§ **EXERCISE**
The first line of the data below and every line after it, through the one with "Anvil region file.", must be transcribed without change.

§ **MATERIAL SUPPLIED**
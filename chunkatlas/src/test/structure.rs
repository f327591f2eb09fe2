use crate::Structure;

#[test]
fn parses_exact_names() {
    for s in Structure::ALL {
        if s != Structure::Unknown {
            assert_eq!(Structure::parse(s.nbt_name()), s);
        }
    }
}

#[test]
fn parse_ignores_case_and_namespace() {
    assert_eq!(Structure::parse("Village"), Structure::Village);
    assert_eq!(Structure::parse("EndCity"), Structure::EndCity);
    assert_eq!(Structure::parse("minecraft:mansion"), Structure::Mansion);
    assert_eq!(Structure::parse("Desert_Pyramid"), Structure::DesertPyramid);
}

#[test]
fn parse_takes_longest_contained_name() {
    assert_eq!(Structure::parse("minecraft:village_plains"), Structure::Village);
    assert_eq!(Structure::parse("ocean_ruin_warm"), Structure::OceanRuin);
    assert_eq!(Structure::parse("mineshaft_mesa"), Structure::Mineshaft);
}

#[test]
fn unknown_names() {
    assert_eq!(Structure::parse("minecraft:ancient_city"), Structure::Unknown);
    assert_eq!(Structure::parse(""), Structure::Unknown);
}

#[test]
fn small_structures_outrank_large_ones() {
    assert!(Structure::BuriedTreasure.priority() > Structure::Village.priority());
    assert!(Structure::Igloo.priority() > Structure::Mineshaft.priority());
    assert!(Structure::Unknown.priority() < Structure::Mineshaft.priority());
}

#[test]
fn serializes_as_nbt_name() {
    for s in Structure::ALL {
        assert_eq!(
            serde_json::to_string(&s).unwrap(),
            format!("\"{}\"", s.nbt_name())
        );
    }
}
//! For summarising Minecraft worlds one chunk at a time.
//!
//! A [`Region`] hands out the compressed chunks of an Anvil region file.
//! [`decode_chunk`] turns one into a [`ChunkRecord`] using the skimming decoder
//! from `skimnbt`, and a [`RegionSummary`] does this for a whole region,
//! keeping a per-chunk error rather than giving up on the region. The
//! [`Mapper`]s turn records into one colour per chunk.

pub mod biome;

mod chunk;
mod files;
mod region;
mod render;
mod structure;

pub use biome::{Biome, Registry};
pub use chunk::*;
pub use files::*;
pub use region::*;
pub use render::*;
pub use structure::*;

#[cfg(test)]
mod test;

/// Problems with a region file as a whole, or with locating a chunk in one.
#[derive(Debug)]
pub enum Error {
    /// The file ends before the header or before a chunk it lists.
    InsufficientData,
    IO(std::io::Error),
    /// A chunk position outside of 0..32, or a chunk whose data would start
    /// inside the header or past the end of the file.
    InvalidOffset(isize, isize),
    /// Region coordinates whose chunks do not all have an `i32` position.
    RegionOutOfRange(i32, i32),
    /// The chunk header names an unknown compression scheme.
    InvalidChunkMeta,
}

impl From<std::io::Error> for Error {
    fn from(err: std::io::Error) -> Error {
        Error::IO(err)
    }
}

pub type Result<T> = std::result::Result<T, Error>;

impl std::fmt::Display for Error {
    fn fmt(&self, f: &mut std::fmt::Formatter<'_>) -> std::fmt::Result {
        match self {
            Error::InsufficientData => f.write_str("region file is cut short"),
            Error::IO(e) => write!(f, "io error: {}", e),
            Error::InvalidOffset(x, z) => write!(f, "chunk {}, {} has an invalid location", x, z),
            Error::RegionOutOfRange(x, z) => {
                write!(f, "region {}, {} is out of range of chunk positions", x, z)
            }
            Error::InvalidChunkMeta => f.write_str("unknown chunk compression scheme"),
        }
    }
}

impl std::error::Error for Error {}
use log::warn;
use serde::Serialize;

use crate::Rgba;

/// Kinds of generated structure recorded in chunk data.
#[derive(Debug, Clone, Copy, PartialEq, Eq, PartialOrd, Ord, Hash, Serialize)]
#[serde(rename_all = "snake_case")]
pub enum Structure {
    Mineshaft,
    Village,
    #[serde(rename = "endcity")]
    EndCity,
    Fortress,
    Monument,
    Mansion,
    Stronghold,
    DesertPyramid,
    JunglePyramid,
    PillagerOutpost,
    SwampHut,
    Igloo,
    OceanRuin,
    Shipwreck,
    BuriedTreasure,
    Unknown,
}

impl Structure {
    pub const ALL: [Structure; 16] = [
        Structure::Mineshaft,
        Structure::Village,
        Structure::EndCity,
        Structure::Fortress,
        Structure::Monument,
        Structure::Mansion,
        Structure::Stronghold,
        Structure::DesertPyramid,
        Structure::JunglePyramid,
        Structure::PillagerOutpost,
        Structure::SwampHut,
        Structure::Igloo,
        Structure::OceanRuin,
        Structure::Shipwreck,
        Structure::BuriedTreasure,
        Structure::Unknown,
    ];

    /// The name the structure goes by in chunk NBT, lowercased.
    pub fn nbt_name(self) -> &'static str {
        match self {
            Structure::Mineshaft => "mineshaft",
            Structure::Village => "village",
            Structure::EndCity => "endcity",
            Structure::Fortress => "fortress",
            Structure::Monument => "monument",
            Structure::Mansion => "mansion",
            Structure::Stronghold => "stronghold",
            Structure::DesertPyramid => "desert_pyramid",
            Structure::JunglePyramid => "jungle_pyramid",
            Structure::PillagerOutpost => "pillager_outpost",
            Structure::SwampHut => "swamp_hut",
            Structure::Igloo => "igloo",
            Structure::OceanRuin => "ocean_ruin",
            Structure::Shipwreck => "shipwreck",
            Structure::BuriedTreasure => "buried_treasure",
            Structure::Unknown => "unknown",
        }
    }

    /// Which structure to show when several share a chunk. Higher wins, and
    /// small structures are ranked above the large ones they tend to sit
    /// inside of.
    pub fn priority(self) -> i32 {
        match self {
            Structure::Mineshaft => 0,
            Structure::Village => 1,
            Structure::EndCity => 2,
            Structure::Fortress => 3,
            Structure::Monument => 4,
            Structure::Mansion => 5,
            Structure::Stronghold => 6,
            Structure::DesertPyramid => 7,
            Structure::JunglePyramid => 8,
            Structure::PillagerOutpost => 9,
            Structure::SwampHut => 10,
            Structure::Igloo => 11,
            Structure::OceanRuin => 12,
            Structure::Shipwreck => 13,
            Structure::BuriedTreasure => 14,
            Structure::Unknown => -1,
        }
    }

    pub fn colour(self) -> Rgba {
        match self {
            Structure::Mineshaft => [0x85, 0x06, 0x03, 255],
            Structure::Village => [0xb1, 0xae, 0xae, 255],
            Structure::EndCity => [0xe5, 0xd7, 0xd7, 255],
            Structure::Fortress => [0xa0, 0x4e, 0x44, 255],
            Structure::Monument => [0x00, 0xe2, 0xaa, 255],
            Structure::Mansion => [0xae, 0x5c, 0x28, 255],
            Structure::Stronghold => [0xa3, 0x0c, 0xcc, 255],
            Structure::DesertPyramid => [0xd0, 0xff, 0x00, 255],
            Structure::JunglePyramid => [0x51, 0x5f, 0x49, 255],
            Structure::PillagerOutpost => [0x9d, 0x97, 0x09, 255],
            Structure::SwampHut => [0x05, 0x4c, 0x3e, 255],
            Structure::Igloo => [0x0d, 0xe0, 0xec, 255],
            Structure::OceanRuin => [0x00, 0x0d, 0x55, 255],
            Structure::Shipwreck => [0x5c, 0x25, 0x3e, 255],
            Structure::BuriedTreasure => [0xff, 0xb6, 0x00, 255],
            Structure::Unknown => [0, 0, 0, 255],
        }
    }

    /// Find the structure a chunk's `Starts` or `References` key refers to.
    ///
    /// Matching ignores case and any `namespace:` prefix. Names that are not
    /// an exact match take the longest known name they contain, so
    /// `village_plains` is a [`Structure::Village`]. Anything else is
    /// [`Structure::Unknown`].
    pub fn parse(name: &str) -> Structure {
        let bare = name.rsplit(':').next().unwrap_or(name).to_lowercase();
        let known = Self::ALL.iter().filter(|s| **s != Structure::Unknown);

        if let Some(s) = known.clone().find(|s| s.nbt_name() == bare) {
            return *s;
        }

        match known
            .filter(|s| bare.contains(s.nbt_name()))
            .max_by_key(|s| s.nbt_name().len())
        {
            Some(s) => *s,
            None => {
                warn!("unrecognised structure type {:?}", name);
                Structure::Unknown
            }
        }
    }
}

impl std::fmt::Display for Structure {
    fn fmt(&self, f: &mut std::fmt::Formatter<'_>) -> std::fmt::Result {
        f.write_str(self.nbt_name())
    }
}
use std::convert::TryFrom;
use std::io::{self, Read, Seek, SeekFrom};

use byteorder::{BigEndian, ReadBytesExt};
use flate2::read::GzDecoder;
use log::{debug, warn};
use num_enum::TryFromPrimitive;
use skimnbt::{from_bytes, inflate, SkipList};

use crate::{
    biome::Registry, extract, ChunkError, ChunkErrorKind, ChunkPos, ChunkRecord, Error, Result,
};

/// the size in bytes of a 'sector' in a region file. Sectors are Minecraft's size unit
/// for chunks. For example, a chunk might be `3 * SECTOR_SIZE` bytes. The
/// actual compressed bytes of a chunk may be smaller and the exact value is
/// tracked in the chunk header.
pub const SECTOR_SIZE: usize = 4096;

/// the size of the region file header: chunk locations, then timestamps.
pub const REGION_HEADER_SIZE: usize = 2 * SECTOR_SIZE;

/// size of header for each chunk in the region file. This header precedes the
/// compressed chunk data.
pub const CHUNK_HEADER_SIZE: usize = 5;

/// Regions are this many chunks wide and deep.
pub const REGION_WIDTH: usize = 32;

/// A Minecraft region file, opened for reading. Chunks are read from the
/// underlying stream as they are asked for.
pub struct Region<S> {
    stream: S,
    len: u64,
}

impl<S> Region<S>
where
    S: Read + Seek,
{
    /// Load a region from a stream. Will assume a seek of zero is the start
    /// of the region.
    pub fn from_stream(mut stream: S) -> Result<Self> {
        let len = stream.seek(SeekFrom::End(0))?;
        if len < REGION_HEADER_SIZE as u64 {
            return Err(Error::InsufficientData);
        }

        Ok(Self { stream, len })
    }

    /// Return the inner stream. The stream is rewound to the beginning.
    pub fn into_inner(mut self) -> io::Result<S> {
        self.stream.rewind()?;
        Ok(self.stream)
    }

    /// Where the chunk at x, z (both 0..32) is stored, or `None` if the region
    /// has no such chunk.
    pub fn location(&mut self, x: usize, z: usize) -> Result<Option<ChunkLocation>> {
        if x >= REGION_WIDTH || z >= REGION_WIDTH {
            return Err(Error::InvalidOffset(x as isize, z as isize));
        }

        self.stream.seek(SeekFrom::Start(header_pos(x, z)))?;

        let mut buf = [0u8; 4];
        self.stream.read_exact(&mut buf[..])?;

        let offset = (buf[0] as u64) << 16 | (buf[1] as u64) << 8 | buf[2] as u64;
        let sectors = buf[3] as u64;

        if offset == 0 && sectors == 0 {
            Ok(None)
        } else {
            Ok(Some(ChunkLocation { offset, sectors }))
        }
    }

    /// Read the still compressed data of the chunk at x, z.
    ///
    /// A chunk whose data would start inside the region header or past the
    /// end of the file is an [`Error::InvalidOffset`]; one whose declared
    /// length runs past the end of the file is [`Error::InsufficientData`].
    pub fn read_compressed_chunk(&mut self, x: usize, z: usize) -> Result<Option<CompressedChunk>> {
        let loc = match self.location(x, z)? {
            Some(loc) => loc,
            None => return Ok(None),
        };

        let start = loc.offset * SECTOR_SIZE as u64;
        if start < REGION_HEADER_SIZE as u64 || start + CHUNK_HEADER_SIZE as u64 > self.len {
            return Err(Error::InvalidOffset(x as isize, z as isize));
        }

        self.stream.seek(SeekFrom::Start(start))?;

        let mut buf = [0u8; CHUNK_HEADER_SIZE];
        self.stream.read_exact(&mut buf)?;
        let meta = ChunkMeta::new(&buf)?;

        let end = start + CHUNK_HEADER_SIZE as u64 + meta.compressed_len as u64;
        if end > self.len {
            return Err(Error::InsufficientData);
        }

        let mut data = Vec::with_capacity(meta.compressed_len as usize);
        (&mut self.stream)
            .take(meta.compressed_len as u64)
            .read_to_end(&mut data)?;

        Ok(Some(CompressedChunk {
            scheme: meta.compression_scheme,
            data,
        }))
    }

    /// Read the chunk at x, z and decompress it into NBT.
    pub fn read_chunk(&mut self, x: usize, z: usize) -> Result<Option<Vec<u8>>> {
        match self.read_compressed_chunk(x, z)? {
            Some(chunk) => {
                let data = chunk
                    .decompress()
                    .map_err(|e| io::Error::new(io::ErrorKind::InvalidData, e))?;
                Ok(Some(data))
            }
            None => Ok(None),
        }
    }
}

/// Various compression schemes that NBT data is typically compressed with.
#[derive(Debug, Clone, Copy, PartialEq, Eq, TryFromPrimitive)]
#[repr(u8)]
pub enum CompressionScheme {
    Gzip = 1,
    Zlib = 2,
    Uncompressed = 3,
}

/// A chunk's data as stored in the region file.
#[derive(Debug, Clone, PartialEq, Eq)]
pub struct CompressedChunk {
    pub scheme: CompressionScheme,
    pub data: Vec<u8>,
}

impl CompressedChunk {
    /// Decompress into NBT. Zlib data goes through the lenient inflater, so a
    /// cut off stream gives whatever data came before the cut.
    pub fn decompress(&self) -> std::result::Result<Vec<u8>, ChunkError> {
        match self.scheme {
            CompressionScheme::Zlib => Ok(inflate(&self.data)?),
            CompressionScheme::Gzip => {
                let mut out = Vec::new();
                GzDecoder::new(&self.data[..])
                    .read_to_end(&mut out)
                    .map_err(|e| {
                        ChunkError::new(ChunkErrorKind::Decompression, format!("invalid gzip data: {}", e))
                    })?;
                Ok(out)
            }
            CompressionScheme::Uncompressed => Ok(self.data.clone()),
        }
    }

    /// Decompress, decode and [`extract`] the chunk.
    pub fn decode(
        &self,
        registry: &Registry,
        skip: &SkipList,
    ) -> std::result::Result<ChunkRecord, ChunkError> {
        let data = self.decompress()?;
        let root = from_bytes(&data, skip)?;
        extract(&root, registry)
    }
}

fn header_pos(x: usize, z: usize) -> u64 {
    (4 * ((x % REGION_WIDTH) + (z % REGION_WIDTH) * REGION_WIDTH)) as u64
}

#[derive(Debug, Clone, Copy, PartialEq, Eq)]
pub struct ChunkLocation {
    /// The offset, in units of 4kiB sectors, into the region file this chunk is
    /// located at. Offset 0 is the start of the file.
    pub offset: u64,

    /// The number of 4 kiB sectors that this chunk occupies in the region file.
    pub sectors: u64,
}

/// Encodes how the NBT-Data is compressed
#[derive(Debug)]
struct ChunkMeta {
    pub compressed_len: u32,
    pub compression_scheme: CompressionScheme,
}

impl ChunkMeta {
    fn new(data: &[u8]) -> Result<Self> {
        if data.len() < CHUNK_HEADER_SIZE {
            return Err(Error::InsufficientData);
        }

        let mut buf = &data[..CHUNK_HEADER_SIZE];
        let len = buf.read_u32::<BigEndian>()?;
        let scheme = buf.read_u8()?;
        let scheme = CompressionScheme::try_from(scheme).map_err(|_| Error::InvalidChunkMeta)?;

        Ok(Self {
            // the length includes the compression byte.
            compressed_len: len.saturating_sub(1),
            compression_scheme: scheme,
        })
    }
}

/// Every chunk of one region, decoded or with the reason it couldn't be.
#[derive(Debug, Clone)]
pub struct RegionSummary {
    pub x: i32,
    pub z: i32,
    /// Chunks present in the region, in header order. Positions are absolute
    /// chunk positions.
    pub chunks: Vec<(ChunkPos, std::result::Result<ChunkRecord, ChunkError>)>,
}

impl RegionSummary {
    /// Decode every chunk of the region at region coordinates rx, rz.
    ///
    /// Problems with a chunk are recorded against that chunk and the rest of
    /// the region carries on. Only failing to read the region header is an
    /// error for the whole region.
    pub fn decode<S: Read + Seek>(
        region: &mut Region<S>,
        rx: i32,
        rz: i32,
        registry: &Registry,
        skip: &SkipList,
    ) -> Result<Self> {
        let origin = region_origin(rx, rz).ok_or(Error::RegionOutOfRange(rx, rz))?;
        let mut chunks = Vec::new();

        for z in 0..REGION_WIDTH {
            for x in 0..REGION_WIDTH {
                let pos = ChunkPos::new(origin.x + x as i32, origin.z + z as i32);

                let decoded = match region.read_compressed_chunk(x, z) {
                    Ok(None) => continue,
                    Ok(Some(chunk)) if chunk.data.is_empty() => Err(ChunkError::new(
                        ChunkErrorKind::Missing,
                        "chunk has no data",
                    )),
                    Ok(Some(chunk)) => chunk.decode(registry, skip),
                    Err(e) => Err(chunk_read_error(e)?),
                };

                if let Err(e) = &decoded {
                    debug!("chunk {},{}: {}", pos.x, pos.z, e);
                }
                chunks.push((pos, decoded));
            }
        }

        let summary = Self {
            x: rx,
            z: rz,
            chunks,
        };

        let invalid: Vec<_> = summary.errors().map(|(pos, _)| (pos.x, pos.z)).collect();
        if !invalid.is_empty() {
            warn!(
                "region r.{}.{}.mca: {} of {} chunks could not be read: {:?}",
                rx,
                rz,
                invalid.len(),
                summary.chunks.len(),
                invalid
            );
        }

        Ok(summary)
    }

    pub fn records(&self) -> impl Iterator<Item = &ChunkRecord> {
        self.chunks.iter().filter_map(|(_, c)| c.as_ref().ok())
    }

    pub fn errors(&self) -> impl Iterator<Item = (ChunkPos, &ChunkError)> {
        self.chunks
            .iter()
            .filter_map(|(pos, c)| c.as_ref().err().map(|e| (*pos, e)))
    }

    pub fn error_count(&self) -> usize {
        self.errors().count()
    }
}

/// Position of the first chunk of the region at region coordinates rx, rz.
/// `None` if any chunk of the region would be outside the range of `i32`.
pub fn region_origin(rx: i32, rz: i32) -> Option<ChunkPos> {
    let width = REGION_WIDTH as i32;
    let first = |r: i32| {
        r.checked_mul(width)
            .filter(|first| first.checked_add(width - 1).is_some())
    };
    Some(ChunkPos::new(first(rx)?, first(rz)?))
}

/// Turn an error reading one chunk into that chunk's error. IO failures other
/// than running out of data are a problem with the whole region.
fn chunk_read_error(err: Error) -> Result<ChunkError> {
    Ok(match err {
        Error::InvalidOffset(..) => ChunkError::new(ChunkErrorKind::BadOffset, err.to_string()),
        Error::InsufficientData => ChunkError::new(ChunkErrorKind::Truncated, err.to_string()),
        Error::IO(ref e) if e.kind() == io::ErrorKind::UnexpectedEof => {
            ChunkError::new(ChunkErrorKind::Truncated, err.to_string())
        }
        Error::InvalidChunkMeta => ChunkError::new(
            ChunkErrorKind::InvalidNbt("unknown compression scheme"),
            err.to_string(),
        ),
        Error::IO(_) | Error::RegionOutOfRange(..) => return Err(err),
    })
}
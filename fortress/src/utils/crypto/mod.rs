// Copyright 2023 Ant Group Co., Ltd.
//
// Licensed under the Apache License, Version 2.0 (the "License");
// you may not use this file except in compliance with the License.
// You may obtain a copy of the License at
//
//   http://www.apache.org/licenses/LICENSE-2.0
//
// Unless required by applicable law or agreed to in writing, software
// distributed under the License is distributed on an "AS IS" BASIS,
// WITHOUT WARRANTIES OR CONDITIONS OF ANY KIND, either express or implied.
// See the License for the specific language governing permissions and
// limitations under the License.

pub mod aes;
pub mod ec;
pub mod ecies;
pub mod frame;
pub mod hmac;
pub mod kdf;
pub mod sha;

#[cfg(test)]
pub(crate) mod test_util;

pub use ecies::decrypt;
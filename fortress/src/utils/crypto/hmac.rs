// Copyright 2023 Ant Group Co., Ltd.
//
// Licensed under the Apache License, Version 2.0 (the "License");
// you may not use this file except in compliance with the License.
// You may obtain a copy of the License at
//
//   http://www.apache.org/licenses/LICENSE-2.0
//
// Unless required by applicable law or agreed to in writing, software
// distributed under the License is distributed on an "AS IS" BASIS,
// WITHOUT WARRANTIES OR CONDITIONS OF ANY KIND, either express or implied.
// See the License for the specific language governing permissions and
// limitations under the License.

use fortress_types::*;

pub const SHA1_MAC_LENGTH: usize = 20;

pub fn generate_hmac_sha1(mac_key: &[u8], data: &[u8]) -> FortressResult<Vec<u8>> {
    let hmac_key = openssl::pkey::PKey::hmac(mac_key)
        .map_err(|e| errno!(FortressStatus::InternalErr, "hmac init error: {:?}", e))?;
    let mut ctx = openssl::md_ctx::MdCtx::new()
        .map_err(|e| errno!(FortressStatus::InternalErr, "mdctx init error: {:?}", e))?;
    ctx.digest_sign_init(Some(openssl::md::Md::sha1()), &hmac_key)
        .map_err(|e| errno!(FortressStatus::InternalErr, "digest_sign_init error: {:?}", e))?;
    ctx.digest_sign_update(data)
        .map_err(|e| errno!(FortressStatus::InternalErr, "digest_sign_update error: {:?}", e))?;
    let mut hmac = vec![];
    ctx.digest_sign_final_to_vec(&mut hmac).map_err(|e| {
        errno!(
            FortressStatus::InternalErr,
            "digest_sign_final_to_vec error: {:?}",
            e
        )
    })?;
    Ok(hmac)
}

// Recompute the tag over `data` and compare in constant time.
pub fn verify_hmac_sha1(mac_key: &[u8], data: &[u8], tag: &[u8]) -> FortressResult<()> {
    let expected = generate_hmac_sha1(mac_key, data)?;
    fortress_assert_eq!(expected.len(), SHA1_MAC_LENGTH);
    // memcmp::eq panics on length mismatch
    if tag.len() != SHA1_MAC_LENGTH || !openssl::memcmp::eq(&expected, tag) {
        return_errno!(FortressStatus::MacMismatch, "mac tag mismatch");
    }
    Ok(())
}
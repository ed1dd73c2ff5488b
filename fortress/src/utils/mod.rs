// Copyright 2023 Ant Group Co., Ltd.
//
// Licensed under the Apache License, Version 2.0 (the "License");
// you may not use this file except in compliance with the License.
// You may obtain a copy of the License at
//
//   http://www.apache.org/licenses/LICENSE-2.0
//
// Unless required by applicable law or agreed to in writing, software
// distributed under the License is distributed on an "AS IS" BASIS,
// WITHOUT WARRANTIES OR CONDITIONS OF ANY KIND, either express or implied.
// See the License for the specific language governing permissions and
// limitations under the License.

pub mod crypto;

§ **EXERCISE ANSWER**
filename chunkatlas/src/test/structure.rs
repository f327591f2eb09fe2
use crate::Structure;

#[test]
fn parses_exact_names() {
    for s in Structure::ALL {
        if s != Structure::Unknown {
            assert_eq!(Structure::parse(s.nbt_name()), s);
        }
    }
}

#[test]
fn parse_ignores_case_and_namespace() {
    assert_eq!(Structure::parse("Village"), Structure::Village);
    assert_eq!(Structure::parse("EndCity"), Structure::EndCity);
    assert_eq!(Structure::parse("minecraft:mansion"), Structure::Mansion);
    assert_eq!(Structure::parse("Desert_Pyramid"), Structure::DesertPyramid);
}

#[test]
fn parse_takes_longest_contained_name() {
    assert_eq!(Structure::parse("minecraft:village_plains"), Structure::Village);
    assert_eq!(Structure::parse("ocean_ruin_warm"), Structure::OceanRuin);
    assert_eq!(Structure::parse("mineshaft_mesa"), Structure::Mineshaft);
}

#[test]
fn unknown_names() {
    assert_eq!(Structure::parse("minecraft:ancient_city"), Structure::Unknown);
    assert_eq!(Structure::parse(""), Structure::Unknown);
}

#[test]
fn small_structures_outrank_large_ones() {
    assert!(Structure::BuriedTreasure.priority() > Structure::Village.priority());
    assert!(Structure::Igloo.priority() > Structure::Mineshaft.priority());
    assert!(Structure::Unknown.priority() < Structure::Mineshaft.priority());
}

#[test]
fn serializes_as_nbt_name() {
    for s in Structure::ALL {
        assert_eq!(
            serde_json::to_string(&s).unwrap(),
            format!("\"{}\"", s.nbt_name())
        );
    }
}
//! For summarising Minecraft worlds one chunk at a time.
//!
//! A [`Region`] hands out the compressed chunks of an Anvil region file.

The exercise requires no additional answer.